No se equivocan los que asocian el cine de David O. Russell al de Martin Scorsese. Sus marcas autorales son similares. Ambos no resisten la tentación de describir las relaciones de los personajes con su entorno a partir de largos planos secuencias, movimientos de cámara imposibles, sorpresivos y recurrentes paneos, rock y pop clásico que adquiere un carácter protagónico en ciertas ocasiones. Pero las similitudes son de orden formal más que moral. Si Scorsese se solaza en la lucha con los demonios internos de los individuos, Russell parece fascinarse en la voluntad de las personas por superar las adversidades del entorno. Hay un voluntarismo propiamente norteamericano que hace de sus protagonistas fuerzas obcecadas con una idea que llevarán a sus últimas consecuencias. Son personajes que esconden un frenesí contenido, una energía en ebullición que lucha con energías no tan ligadas a la maldad como a la estupidez, a la normalidad anodina y vulgar. Eso es lo que hace de Joy una película extrañamente desquiciada en su intento de describir el proceso del éxito personal. Todos los personajes parecen un poco locos, acelerados, desenfocados, atraídos por las mínimas violencias que se ejercen unos a otros. En medio de ese vértigo de excentricidades, Joy se abre paso a tropezones, sin una línea clara y creíble del curso de acontecimientos que la lleva a cumplir sus anhelos. Aunque no sería raro creer que Russell, director brillante pero que tiende a ciertos alardes autorales que boicotean sus aciertos, se haya fascinado no tanto por la historia como por la protagonista de su película.
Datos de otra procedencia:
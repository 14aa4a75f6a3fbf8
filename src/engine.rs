//! `SyncEngine`: the front-end facing surface of the sync core.
//!
//! Owns the queue state, persists it after every mutation, publishes
//! events and runs reconciliation when connectivity allows.

use crate::config::SyncPolicy;
use crate::connectivity::{self, Connectivity, ConnectivityMonitor};
use crate::db::{self, Pool, StoreKey};
use crate::events::SyncEvent;
use crate::intercept::fetch::Fetch;
use crate::model::{
    BatchReport, CreateEntry, DeleteEntry, Quote, QuotePatch, QuotePayload, QueueCounts, QueueKind,
    RecordId, UpdateEntry,
};
use crate::outbox;
use crate::remote::QuoteRemote;
use crate::state::{DeleteOutcome, SyncState, UpdateOutcome};
use anyhow::{Context, Result};
use chrono::{DateTime, Utc};
use reqwest::Url;
use std::future::Future;
use std::sync::Arc;
use std::time::Duration;
use tokio::sync::{broadcast, watch, Mutex};
use tracing::{info, instrument, warn};

/// What one `trigger_sync` did.
#[derive(Debug, Clone, Default, PartialEq, Eq)]
pub struct SyncSummary {
    pub reports: Vec<BatchReport>,
    pub refreshed: bool,
}

impl SyncSummary {
    pub fn succeeded(&self) -> usize {
        self.reports.iter().map(|r| r.succeeded).sum()
    }

    pub fn failed(&self) -> usize {
        self.reports.iter().map(|r| r.failed).sum()
    }

    pub fn skipped(&self) -> usize {
        self.reports.iter().map(|r| r.skipped).sum()
    }
}

pub struct SyncEngine {
    pool: Pool,
    remote: Arc<dyn QuoteRemote>,
    policy: SyncPolicy,
    pub(crate) state: Mutex<SyncState>,
    persist_lock: Mutex<()>,
    connectivity: ConnectivityMonitor,
    events: broadcast::Sender<SyncEvent>,
}

impl SyncEngine {
    /// Load persisted state and build the engine. Entries an interrupted
    /// run left `syncing` are reset to `pending` and written back.
    #[instrument(skip_all, fields(initial = %initial))]
    pub async fn open(
        pool: Pool,
        remote: Arc<dyn QuoteRemote>,
        policy: SyncPolicy,
        initial: Connectivity,
    ) -> Result<Self> {
        let (state, reset) = load_state(&pool).await?;
        let (events, _) = broadcast::channel(64);
        let engine = Self {
            pool,
            remote,
            policy,
            state: Mutex::new(state),
            persist_lock: Mutex::new(()),
            connectivity: ConnectivityMonitor::new(initial),
            events,
        };
        if reset > 0 {
            warn!(reset, "reset entries left syncing by a previous run");
            engine.persist().await?;
        }
        Ok(engine)
    }

    pub fn subscribe(&self) -> broadcast::Receiver<SyncEvent> {
        self.events.subscribe()
    }

    pub fn watch_connectivity(&self) -> watch::Receiver<Connectivity> {
        self.connectivity.subscribe()
    }

    pub fn is_online(&self) -> bool {
        self.connectivity.current().is_online()
    }

    pub async fn snapshot(&self) -> Vec<Quote> {
        self.state.lock().await.quotes().to_vec()
    }

    /// Copy of the whole state, queues included.
    pub async fn state(&self) -> SyncState {
        self.state.lock().await.clone()
    }

    pub async fn queue_counts(&self) -> QueueCounts {
        self.state.lock().await.counts()
    }

    pub async fn last_refresh(&self) -> Option<DateTime<Utc>> {
        self.state.lock().await.last_refresh()
    }

    pub(crate) fn remote(&self) -> &dyn QuoteRemote {
        self.remote.as_ref()
    }

    pub(crate) fn policy(&self) -> &SyncPolicy {
        &self.policy
    }

    pub(crate) fn emit(&self, event: SyncEvent) {
        // No subscribers is fine.
        let _ = self.events.send(event);
    }

    /// Write a fresh clone of the state. The persist lock keeps concurrent
    /// queue runs from writing an older clone over a newer one.
    #[instrument(skip_all)]
    pub(crate) async fn persist(&self) -> Result<()> {
        let _guard = self.persist_lock.lock().await;
        let snapshot = self.state.lock().await.clone();
        save_state(&self.pool, &snapshot).await
    }

    async fn after_mutation(&self) -> Result<()> {
        self.persist().await?;
        let counts = self.queue_counts().await;
        self.emit(SyncEvent::QueueCountsChanged(counts));
        Ok(())
    }

    pub async fn enqueue_create(&self, payload: QuotePayload) -> Result<String> {
        let temp_id = self.state.lock().await.enqueue_create(payload, Utc::now());
        info!(temp_id = %temp_id, "queued create");
        self.after_mutation().await?;
        Ok(temp_id)
    }

    pub async fn enqueue_update(&self, id: &RecordId, patch: QuotePatch) -> Result<UpdateOutcome> {
        let outcome = self
            .state
            .lock()
            .await
            .enqueue_update(id, &patch, Utc::now())?;
        info!(id = %id, ?outcome, "queued update");
        self.after_mutation().await?;
        Ok(outcome)
    }

    pub async fn enqueue_delete(&self, id: &RecordId) -> Result<DeleteOutcome> {
        let outcome = self.state.lock().await.enqueue_delete(id, Utc::now())?;
        info!(id = %id, ?outcome, "queued delete");
        if outcome != DeleteOutcome::AlreadyQueued {
            self.after_mutation().await?;
        }
        Ok(outcome)
    }

    pub async fn cancel_pending_update(&self, id: i64) -> Result<()> {
        self.state.lock().await.cancel_update(id)?;
        info!(id, "cancelled pending update");
        self.after_mutation().await
    }

    pub async fn cancel_pending_delete(&self, id: i64) -> Result<()> {
        self.state.lock().await.cancel_delete(id)?;
        info!(id, "cancelled pending delete");
        self.after_mutation().await
    }

    pub async fn remove_queued_create(&self, temp_id: &str) -> Result<()> {
        self.state.lock().await.remove_queued_create(temp_id)?;
        info!(temp_id, "removed queued create");
        self.after_mutation().await
    }

    pub async fn cancel(&self, kind: QueueKind, id: &RecordId) -> Result<()> {
        self.state.lock().await.cancel(kind, id)?;
        info!(queue = kind.as_str(), id = %id, "cancelled entry");
        self.after_mutation().await
    }

    /// Re-arm one entry and, when online, replay its queue right away.
    pub async fn retry(&self, kind: QueueKind, id: &RecordId) -> Result<Option<BatchReport>> {
        self.state.lock().await.retry(kind, id)?;
        self.persist().await?;
        if !self.is_online() {
            info!(queue = kind.as_str(), id = %id, "retry armed; offline");
            return Ok(None);
        }
        let report = outbox::replay_queue(self, kind).await?;
        self.emit(SyncEvent::QueueCountsChanged(self.queue_counts().await));
        Ok(Some(report))
    }

    /// Reconcile all three queues. Offline, or with nothing queued, no
    /// remote call is made.
    #[instrument(skip_all)]
    pub async fn trigger_sync(&self) -> Result<SyncSummary> {
        if !self.is_online() {
            info!("offline; sync deferred");
            return Ok(SyncSummary::default());
        }
        if self.queue_counts().await.total() == 0 {
            return Ok(SyncSummary::default());
        }

        let reports = outbox::sync_all(self).await?;
        self.emit(SyncEvent::QueueCountsChanged(self.queue_counts().await));

        let created = reports
            .iter()
            .any(|r| r.kind == QueueKind::Create && r.succeeded > 0);
        let mut refreshed = false;
        if created && self.policy.refresh_after_sync {
            match self.refresh().await {
                Ok(n) => refreshed = n.is_some(),
                Err(err) => warn!(?err, "refresh after sync failed"),
            }
        }
        Ok(SyncSummary { reports, refreshed })
    }

    /// Pull the full list from the remote authority and merge it under the
    /// queued local state. Returns the number of remote records, or `None`
    /// while offline.
    #[instrument(skip_all)]
    pub async fn refresh(&self) -> Result<Option<usize>> {
        if !self.is_online() {
            info!("offline; refresh skipped");
            return Ok(None);
        }
        let remote = self
            .remote
            .list()
            .await
            .context("failed to fetch quotes from remote")?;
        let records = remote.len();
        self.state.lock().await.merge_remote(remote, Utc::now());
        self.persist().await?;
        info!(records, "refreshed from remote");
        self.emit(SyncEvent::Refreshed { records });
        Ok(Some(records))
    }

    /// Apply a platform connectivity signal. Going online reconciles the
    /// queues, or refreshes when nothing is queued; going offline only
    /// publishes the new state.
    #[instrument(skip_all, fields(next = %next))]
    pub async fn set_connectivity(&self, next: Connectivity) -> Result<Option<SyncSummary>> {
        let Some(previous) = self.connectivity.set(next) else {
            return Ok(None);
        };
        info!(%previous, %next, "connectivity changed");
        self.emit(SyncEvent::ConnectivityChanged(next));
        if !next.is_online() {
            return Ok(None);
        }

        if self.queue_counts().await.total() > 0 {
            return self.trigger_sync().await.map(Some);
        }
        let refreshed = match self.refresh().await {
            Ok(n) => n.is_some(),
            Err(err) => {
                warn!(?err, "refresh on reconnect failed");
                false
            }
        };
        Ok(Some(SyncSummary {
            reports: Vec::new(),
            refreshed,
        }))
    }

    /// Check `url` every `every` and feed the result to `set_connectivity`
    /// until `shutdown` resolves. Reconcile errors are logged and the loop
    /// keeps going.
    #[instrument(skip_all, fields(url = %url))]
    pub async fn follow_connectivity(
        &self,
        network: &dyn Fetch,
        url: &Url,
        every: Duration,
        shutdown: impl Future<Output = ()>,
    ) {
        tokio::pin!(shutdown);
        let mut ticker = tokio::time::interval(every);
        ticker.set_missed_tick_behavior(tokio::time::MissedTickBehavior::Delay);
        loop {
            tokio::select! {
                biased;
                _ = &mut shutdown => break,
                _ = ticker.tick() => {}
            }
            let next = connectivity::reachability(network, url).await;
            match self.set_connectivity(next).await {
                Ok(Some(summary)) => info!(
                    succeeded = summary.succeeded(),
                    failed = summary.failed(),
                    skipped = summary.skipped(),
                    refreshed = summary.refreshed,
                    "reconciled after connectivity change"
                ),
                Ok(None) => {}
                Err(err) => warn!(?err, "reconcile after connectivity change failed"),
            }
        }
        info!("connectivity watch stopped");
    }
}

/// Read the five persisted documents. Missing keys load as empty.
#[instrument(skip_all)]
pub async fn load_state(pool: &Pool) -> Result<(SyncState, usize)> {
    let quotes: Vec<Quote> = db::get_json(pool, StoreKey::Snapshot).await?.unwrap_or_default();
    let creates: Vec<CreateEntry> = db::get_json(pool, StoreKey::CreateQueue)
        .await?
        .unwrap_or_default();
    let updates: Vec<UpdateEntry> = db::get_json(pool, StoreKey::UpdateQueue)
        .await?
        .unwrap_or_default();
    let deletes: Vec<DeleteEntry> = db::get_json(pool, StoreKey::DeleteQueue)
        .await?
        .unwrap_or_default();
    let last_refresh: Option<DateTime<Utc>> =
        db::get_json::<Option<DateTime<Utc>>>(pool, StoreKey::LastRefresh)
            .await?
            .flatten();
    Ok(SyncState::restore(quotes, creates, updates, deletes, last_refresh))
}

/// Overwrite all five documents with `state` in one transaction.
#[instrument(skip_all, fields(records = state.quotes().len()))]
pub async fn save_state(pool: &Pool, state: &SyncState) -> Result<()> {
    let docs = vec![
        (StoreKey::Snapshot, serde_json::to_string(state.quotes())?),
        (StoreKey::CreateQueue, serde_json::to_string(state.creates())?),
        (StoreKey::UpdateQueue, serde_json::to_string(state.updates())?),
        (StoreKey::DeleteQueue, serde_json::to_string(state.deletes())?),
        (StoreKey::LastRefresh, serde_json::to_string(&state.last_refresh())?),
    ];
    db::put_documents(pool, &docs)
        .await
        .context("failed to persist sync state")
}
Y eso puede ser un problema, un obstáculo, o un privilegio que una obsesión bien dirigida puede convertir al defecto en virtud.
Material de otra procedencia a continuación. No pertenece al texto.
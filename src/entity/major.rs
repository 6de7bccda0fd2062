use sea_orm::entity::prelude::*;

#[derive(Clone, Debug, PartialEq, DeriveEntityModel)]
#[sea_orm(table_name = "t_major")]
pub struct Model {
    #[sea_orm(primary_key)]
    pub id: i32,
    pub code: String,
    pub name: String,
    pub description: Option<String>,
    pub total_semesters: i32,
    pub is_active: bool,
    pub created_at: Option<DateTimeUtc>,
}

#[derive(Copy, Clone, Debug, EnumIter, DeriveRelation)]
pub enum Relation {}

impl ActiveModelBehavior for ActiveModel {}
Joy, como su mismo nombre denota, es la historia de una mujer que a fuerza de pura voluntad busca cumplir sus sueños y, a partir de ellos, encontrar la autoafirmación que la legitime ante los demás. En este sentido, es una película de alcances conservadores. Por otro lado, Joy alude a un arco más amplio, meta-narrativo: describe el pathos mismo desde el cual emerge y define su tono emotivo: travelling, desplazamientos de cámara, encuadres que acompañan a Lawrence como un rostro que insufla una ráfaga de aire fresco cada vez que aparece en pantalla. Es ella, solo ella, la que asume sobre sus hombros la voluntad de sus sueños y la sensación de delirio y atracción que la propia película intenta transmitir. Es el punto desde el cual todos los demás personajes actúan y se definen. Es el centro de atención, de atracción, del relato. Russell está enamorado de Jennifer Lawrence o, más precisamente, no puede dejar de plasmar el aura que emana de su rostro cuando es registrado por la cámara. Y nosotros no podemos sino entender y compartir su particular devoción por esa figura que ilumina todo lo que mira y lo que toca.
Nota: 7/10
Título original: Joy. Dirección: David O. Russell. Guión: David O. Russell, Annie Mumolo. Fotografía: Linus Sandgren. Reparto: Jennifer Lawrence, Robert De Niro, Bradley Cooper, Edgar Ramírez, Virginia Madsen. Isabella Rossellini. País: Estados Unidos. Año: 2015. Duración: 124 minutos.